Tender tinha apenas três meses quando deixou um abrigo em São Paulo rumo ao que parecia ser o início de uma nova vida. Adotado por uma família após integrar a chamada “Ninhada Natal” do abrigo, ele parecia finalmente ter encontrado seu lar definitivo.
Cinco meses depois, aos oito meses de idade, o cão foi devolvido após um episódio comum da fase de filhote: roer parte de uma cadeira. A decisão mobilizou voluntários e reacendeu o debate sobre adoção responsável e expectativas no convívio com animais.
A história ganhou repercussão após ser divulgada pela plataforma Hyppet e pela ONG responsável pelo resgate, gerando uma onda de apoio para que o filhote encontre um novo lar antes de retornar ao abrigo.
Começo parecia promissor
Tender saiu ainda filhote de um abrigo em São Paulo após ser resgatado com a chamada Ninhada Natal. A adoção aconteceu cedo e trouxe a expectativa de uma vida estável ao lado de uma família que se encantou pelo cão.
Nos primeiros meses, ele se adaptou à rotina da casa, mostrando comportamento típico de um cão jovem. Mesmo com inseguranças iniciais, comuns em animais resgatados, começou a criar vínculos e a demonstrar confiança no novo ambiente.
A convivência parecia caminhar bem até que comportamentos naturais da fase de crescimento começaram a aparecer. Entre eles, a necessidade de explorar objetos e testar limites dentro do espaço doméstico.

O ponto de ruptura
O problema que levou à devolução foi considerado simples por especialistas, mas decisivo para a família.
“Eles não se sentiram aptos a realizar o trabalho de adestramento após ele ter roído parte de uma cadeira, e por isso decidiram não ficar mais com ele”, explicou a Associação Esperança dos Animais, ligada à ONG Associação Esperança dos Animais, segundo o portal Amo Meu Pet.
A decisão surpreendeu voluntários e internautas, já que o comportamento faz parte do desenvolvimento natural de filhotes. Tender não apresenta agressividade, segundo relatos da organização, apenas energia típica da idade.
A situação foi compartilhada pela plataforma Hyppet, que pediu apoio para acelerar uma nova adoção e evitar que o cão retorne ao abrigo, onde a adaptação tende a ser mais difícil.

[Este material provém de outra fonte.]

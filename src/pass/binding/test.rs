// Tests for the binding pass
//
//  Copyright (C) 2014-2023 Ryan Specialty, LLC.
//
//  This file is part of Weft.
//
//  This program is free software: you can redistribute it and/or modify
//  it under the terms of the GNU General Public License as published by
//  the Free Software Foundation, either version 3 of the License, or
//  (at your option) any later version.
//
//  This program is distributed in the hope that it will be useful,
//  but WITHOUT ANY WARRANTY; without even the implied warranty of
//  MERCHANTABILITY or FITNESS FOR A PARTICULAR PURPOSE.  See the
//  GNU General Public License for more details.
//
//  You should have received a copy of the GNU General Public License
//  along with this program.  If not, see <http://www.gnu.org/licenses/>.

use super::*;
use crate::{
    bind::{CatalogError, DescriptorBuilder, DescriptorKind, MatchingRule},
    diagnose::{DiagnosticCode, Level},
    directive::DirectiveRegistry,
    lower::lower,
    span::Context,
    syntax::{AttrSpec, PartSpec, SyntaxTree, TreeBuilder},
};

fn tag_helper(name: &str) -> DescriptorBuilder {
    DescriptorBuilder::new(DescriptorKind::TagHelper, "App", name)
}

fn foo_helper() -> DescriptorBuilder {
    tag_helper("App.FooTagHelper")
        .rule(MatchingRule::new("foo"))
}

fn run_with(
    sut: BindingPass,
    f: impl FnOnce(&mut TreeBuilder),
) -> (SyntaxTree, IrDocument) {
    let mut b = TreeBuilder::new(Context::new(1), "Index.cshtml");
    f(&mut b);

    let tree = b.finish();
    let mut doc = lower(&tree);

    DirectiveClassificationPass::new(Arc::new(DirectiveRegistry::builtin()))
        .execute(&mut doc)
        .expect("classification does not fail");
    sut.execute(&mut doc).expect("binding does not fail");

    (tree, doc)
}

fn run(
    descs: impl IntoIterator<Item = BindingDescriptor>,
    f: impl FnOnce(&mut TreeBuilder),
) -> (SyntaxTree, IrDocument) {
    let catalog = Arc::new(DescriptorCatalog::from_iter(descs));
    run_with(BindingPass::new(Arc::new(catalog), false), f)
}

fn elements(doc: &IrDocument) -> Vec<&ComponentUsage> {
    doc.find_all(|node| matches!(node, IrNode::ComponentUsage(_)))
        .into_iter()
        .filter_map(|id| match doc.node(id) {
            IrNode::ComponentUsage(usage) => Some(usage),
            _ => None,
        })
        .collect()
}

fn properties(doc: &IrDocument) -> Vec<(NodeId, &PropertyNode)> {
    doc.find_all(|node| matches!(node, IrNode::Property(_)))
        .into_iter()
        .filter_map(|id| match doc.node(id) {
            IrNode::Property(prop) => Some((id, prop)),
            _ => None,
        })
        .collect()
}

fn codes(doc: &IrDocument) -> Vec<DiagnosticCode> {
    doc.collect_diagnostics().iter().map(|r| r.code()).collect()
}

#[test]
fn bound_element_records_binding_and_structure() {
    let (_, doc) = run([foo_helper().build()], |b| {
        b.element("foo", &[], |_| ()).element("bar", &[], |_| ());
    });

    let els = elements(&doc);
    assert_eq!(2, els.len());

    let binding = els[0].binding.as_ref().expect("foo is bound");
    assert_eq!("foo", binding.tag_name);
    assert_eq!(Some(TagStructure::NormalOrSelfClosing), els[0].structure);

    assert_eq!(None, els[1].binding);
    assert_eq!(None, els[1].structure);

    assert!(codes(&doc).is_empty());
}

#[test]
fn string_attribute_remains_literal() {
    let desc = foo_helper()
        .attribute(AttributeDescriptor::new("title", "string", "Title"))
        .build();

    let (_, doc) = run([desc], |b| {
        b.element("foo", &[AttrSpec::Literal("title", "Hello")], |_| ());
    });

    let bound = elements(&doc)[0]
        .binding
        .as_ref()
        .and_then(|b| b.ids().next())
        .expect("foo is bound");

    let props = properties(&doc);
    assert_eq!(1, props.len());

    let (id, prop) = props[0];
    assert_eq!("title", prop.attribute_name);
    assert_eq!("string", prop.type_name);
    assert!(!prop.is_code);
    assert_eq!(
        vec![PropertyTarget {
            descriptor: bound,
            property_name: "Title".into(),
            indexer_key: None,
        }],
        prop.targets
    );

    let children = doc.children(id);
    assert_eq!(1, children.len());
    assert!(matches!(
        doc.node(children[0]),
        IrNode::Literal(lit) if lit.text == "Hello"
    ));
}

#[test]
fn non_string_literal_becomes_code_with_source_span() {
    let desc = foo_helper()
        .attribute(AttributeDescriptor::new("count", "int", "Count"))
        .build();

    let (tree, doc) = run([desc], |b| {
        b.element("foo", &[AttrSpec::Literal("count", "42")], |_| ());
    });

    let (id, prop) = properties(&doc)[0];
    assert!(prop.is_code);

    let child = doc.children(id)[0];
    match doc.node(child) {
        IrNode::EmbeddedExpression(code) => {
            assert_eq!("42", code.text());

            let span = code.tokens[0].span().expect("token has source span");
            assert_eq!(Some("42"), tree.source().slice(span));
            assert_eq!(doc.span(child), Some(span));
        }
        other => panic!("expected expression, got {other:?}"),
    }

    assert_eq!(Ok(()), doc.validate());
}

#[test]
fn unmatched_attribute_is_left_alone() {
    let desc = foo_helper()
        .attribute(AttributeDescriptor::new("count", "int", "Count"))
        .build();

    let (_, doc) = run([desc], |b| {
        b.element("foo", &[AttrSpec::Literal("class", "x")], |_| ());
    });

    assert!(properties(&doc).is_empty());
    assert_eq!(
        1,
        doc.find_all(|node| matches!(node, IrNode::HtmlAttribute(_))).len()
    );
}

#[test]
fn indexer_attribute_carries_key() {
    let desc = foo_helper()
        .attribute(
            AttributeDescriptor::new(
                "route",
                "IDictionary<string, string>",
                "Routes",
            )
            .indexer("route-"),
        )
        .build();

    let (_, doc) = run([desc], |b| {
        b.element("foo", &[AttrSpec::Literal("route-id", "7")], |_| ());
    });

    let (_, prop) = properties(&doc)[0];
    assert_eq!(Some("id".to_string()), prop.targets[0].indexer_key);
    assert_eq!("Routes", prop.targets[0].property_name);
}

#[test]
fn conflicting_types_warn_and_first_descriptor_wins() {
    let a = foo_helper()
        .attribute(AttributeDescriptor::new("value", "int", "Value"))
        .build();
    let b = tag_helper("App.Other")
        .rule(MatchingRule::new("foo"))
        .attribute(AttributeDescriptor::new("value", "string", "Text"))
        .build();

    let (_, doc) = run([a, b], |b| {
        b.element("foo", &[AttrSpec::Literal("value", "1")], |_| ());
    });

    let (_, prop) = properties(&doc)[0];
    assert_eq!("int", prop.type_name);
    assert!(prop.is_code);
    assert_eq!(2, prop.targets.len());
    assert_eq!("Text", prop.targets[1].property_name);

    let diags = doc.collect_diagnostics();
    let record = diags.iter().next().expect("conflict reported");
    assert_eq!(DiagnosticCode(3001), record.code());
    assert_eq!(Level::Warning, record.level());
    assert!(!doc.has_errors());
}

#[test]
fn minimized_attribute_must_be_boolean() {
    let desc = foo_helper()
        .attribute(AttributeDescriptor::new("disabled", "bool", "Disabled"))
        .attribute(AttributeDescriptor::new("count", "int", "Count"))
        .build();

    let (_, doc) = run([desc], |b| {
        b.element(
            "foo",
            &[AttrSpec::Minimized("disabled"), AttrSpec::Minimized("count")],
            |_| (),
        );
    });

    assert_eq!(2, properties(&doc).len());
    assert_eq!(vec![DiagnosticCode(3006)], codes(&doc));
}

#[test]
fn empty_value_must_be_string() {
    let desc = foo_helper()
        .attribute(AttributeDescriptor::new("title", "string", "Title"))
        .attribute(AttributeDescriptor::new("count", "int", "Count"))
        .build();

    let (_, doc) = run([desc], |b| {
        b.element(
            "foo",
            &[AttrSpec::Literal("title", ""), AttrSpec::Literal("count", "")],
            |_| (),
        );
    });

    assert_eq!(vec![DiagnosticCode(3007)], codes(&doc));
}

#[test]
fn statement_in_code_value_is_reported_and_dropped() {
    let desc = foo_helper()
        .attribute(AttributeDescriptor::new("title", "string", "Title"))
        .attribute(AttributeDescriptor::new("count", "int", "Count"))
        .build();

    let (tree, doc) = run([desc], |b| {
        b.element(
            "foo",
            &[
                AttrSpec::Parts(
                    "title",
                    &[PartSpec::Literal("a"), PartSpec::Statement("b();")],
                ),
                AttrSpec::Parts(
                    "count",
                    &[PartSpec::Code("x"), PartSpec::Statement("y = 1;")],
                ),
            ],
            |_| (),
        );
    });

    let props = properties(&doc);
    assert_eq!(2, props.len());

    // String values keep their statements.
    let (title, _) = props[0];
    assert_eq!(2, doc.children(title).len());

    let (count, prop) = props[1];
    assert!(prop.is_code);

    let parts = doc.children(count);
    assert_eq!(1, parts.len());
    assert!(matches!(
        doc.node(parts[0]),
        IrNode::EmbeddedExpression(code) if code.text() == "x"
    ));

    let diags = doc.collect_diagnostics();
    let record = diags.iter().next().expect("statement reported");
    assert_eq!(1, diags.iter().count());
    assert_eq!(DiagnosticCode(3010), record.code());
    assert_eq!(Level::Error, record.level());
    assert_eq!(Some("@{y = 1;}"), tree.source().slice(record.span()));

    assert_eq!(Ok(()), doc.validate());
}

#[test]
fn structure_violations() {
    let void = tag_helper("App.Input")
        .rule(
            MatchingRule::new("input").structure(TagStructure::SelfClosingOnly),
        )
        .build();
    let normal = tag_helper("App.Panel")
        .rule(MatchingRule::new("panel").structure(TagStructure::NormalOnly))
        .build();

    let (tree, doc) = run([void, normal], |b| {
        b.element("input", &[], |_| ()).self_closing("panel", &[]);
    });

    let diags = doc.collect_diagnostics();
    let found = diags
        .iter()
        .map(|r| (r.code(), tree.source().slice(r.span())))
        .collect::<Vec<_>>();

    assert_eq!(
        vec![
            (DiagnosticCode(3004), Some("</input>")),
            (DiagnosticCode(3005), Some("<panel />")),
        ],
        found
    );
}

#[test]
fn children_are_checked_against_parent() {
    let list = tag_helper("App.List")
        .rule(MatchingRule::new("list"))
        .allow_child("item")
        .build();

    let (_, doc) = run([list], |b| {
        b.element("list", &[], |b| {
            b.element("item", &[], |_| ())
                .element("p", &[], |b| {
                    // Only direct children of the bound parent matter.
                    b.element("span", &[], |_| ());
                });
        });
    });

    let diags = doc.collect_diagnostics();
    assert_eq!(1, diags.len());

    let record = diags.iter().next().expect("one diagnostic");
    assert_eq!(DiagnosticCode(3002), record.code());
    assert!(record.message().contains("`<item>`"));
}

#[test]
fn descriptor_diagnostics_are_surfaced_once() {
    let desc = foo_helper()
        .diagnostic(Level::Warning, "FooTagHelper is obsolete")
        .build();

    let (_, doc) = run([desc], |b| {
        b.element("foo", &[], |_| ()).element("foo", &[], |_| ());
    });

    let diags = doc.collect_diagnostics();
    assert_eq!(1, diags.len());

    let record = diags.iter().next().expect("one diagnostic");
    assert_eq!(DiagnosticCode(3008), record.code());
    assert_eq!(Level::Warning, record.level());
}

#[test]
fn opted_out_element_is_not_bound() {
    let (_, doc) = run([foo_helper().build()], |b| {
        b.opt_out("foo", &[], |_| ());
    });

    assert_eq!(None, elements(&doc)[0].binding);
}

#[test]
fn prefix_is_required_when_declared() {
    let (_, doc) = run([foo_helper().build()], |b| {
        b.directive("tagHelperPrefix", &["\"th:\""])
            .element("th:foo", &[], |_| ())
            .element("foo", &[], |_| ());
    });

    let els = elements(&doc);
    assert_eq!(
        Some("foo"),
        els[0].binding.as_ref().map(|b| b.tag_name.as_str())
    );
    assert_eq!(None, els[1].binding);
}

#[test]
fn imports_filter_descriptors_when_required() {
    let catalog =
        Arc::new(DescriptorCatalog::from_iter([foo_helper().build()]));
    let sut = || BindingPass::new(Arc::new(catalog.clone()), true);

    let (_, doc) = run_with(sut(), |b| {
        b.element("foo", &[], |_| ());
    });
    assert_eq!(None, elements(&doc)[0].binding);

    let (_, doc) = run_with(sut(), |b| {
        b.directive("addTagHelper", &["\"*, App\""])
            .element("foo", &[], |_| ());
    });
    assert!(elements(&doc)[0].binding.is_some());

    let (_, doc) = run_with(sut(), |b| {
        b.directive("addTagHelper", &["\"*, App\""])
            .directive("removeTagHelper", &["\"App.Foo*, App\""])
            .element("foo", &[], |_| ());
    });
    assert_eq!(None, elements(&doc)[0].binding);

    let (tree, doc) = run_with(sut(), |b| {
        b.directive("addTagHelper", &["\"App\""]);
    });
    let diags = doc.collect_diagnostics();
    let record = diags.iter().next().expect("malformed import reported");
    assert_eq!(DiagnosticCode(3009), record.code());
    assert_eq!(Some("\"App\""), tree.source().slice(record.span()));
}

#[derive(Debug)]
struct Unavailable;

impl DescriptorSource for Unavailable {
    fn snapshot(&self) -> Result<Arc<DescriptorCatalog>, CatalogError> {
        Err(CatalogError::Unavailable("discovery failed".into()))
    }
}

#[test]
fn missing_catalog_binds_nothing() {
    let sut = BindingPass::new(Arc::new(Unavailable), false);
    let (_, doc) = run_with(sut, |b| {
        b.element("foo", &[AttrSpec::Literal("count", "1")], |_| ());
    });

    assert_eq!(None, elements(&doc)[0].binding);
    assert!(properties(&doc).is_empty());

    assert_eq!(vec![DiagnosticCode(3003)], codes(&doc));
    assert_eq!(1, doc.diagnostics().len());
}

O que Tender precisa agora
Com oito meses e porte médio em desenvolvimento, Tender é descrito como “um amor de companheiro. Extremamente carinhoso e brincalhão.” Apesar disso, pode demonstrar timidez inicial diante de pessoas desconhecidas.
Os voluntários reforçam que mudanças de ambiente impactam diretamente o comportamento emocional dos cães. “Mudar de rotina e de referência dói neles também.” A frase resume a preocupação da equipe com o bem-estar do animal.
Segundo a organização ONG AEA, o objetivo é encontrar um lar preparado para lidar com a fase de aprendizado do filhote, que ainda exige paciência, supervisão e adaptação constante.

Adoção responsável em debate
O caso reacende discussões sobre expectativas irreais na adoção de filhotes. Organizações como a Humane Colorado destacam que o planejamento deve ir além da emoção inicial.
Antes de adotar, é essencial considerar rotina, custos e disponibilidade. Filhotes exigem treinamento, supervisão e energia constante, além de possíveis mudanças de comportamento ao longo do crescimento.
A decisão também precisa ser coletiva dentro da casa, garantindo estabilidade ao animal. Quando há preparo e alinhamento, aumentam as chances de que histórias como a de Tender tenham um desfecho diferente.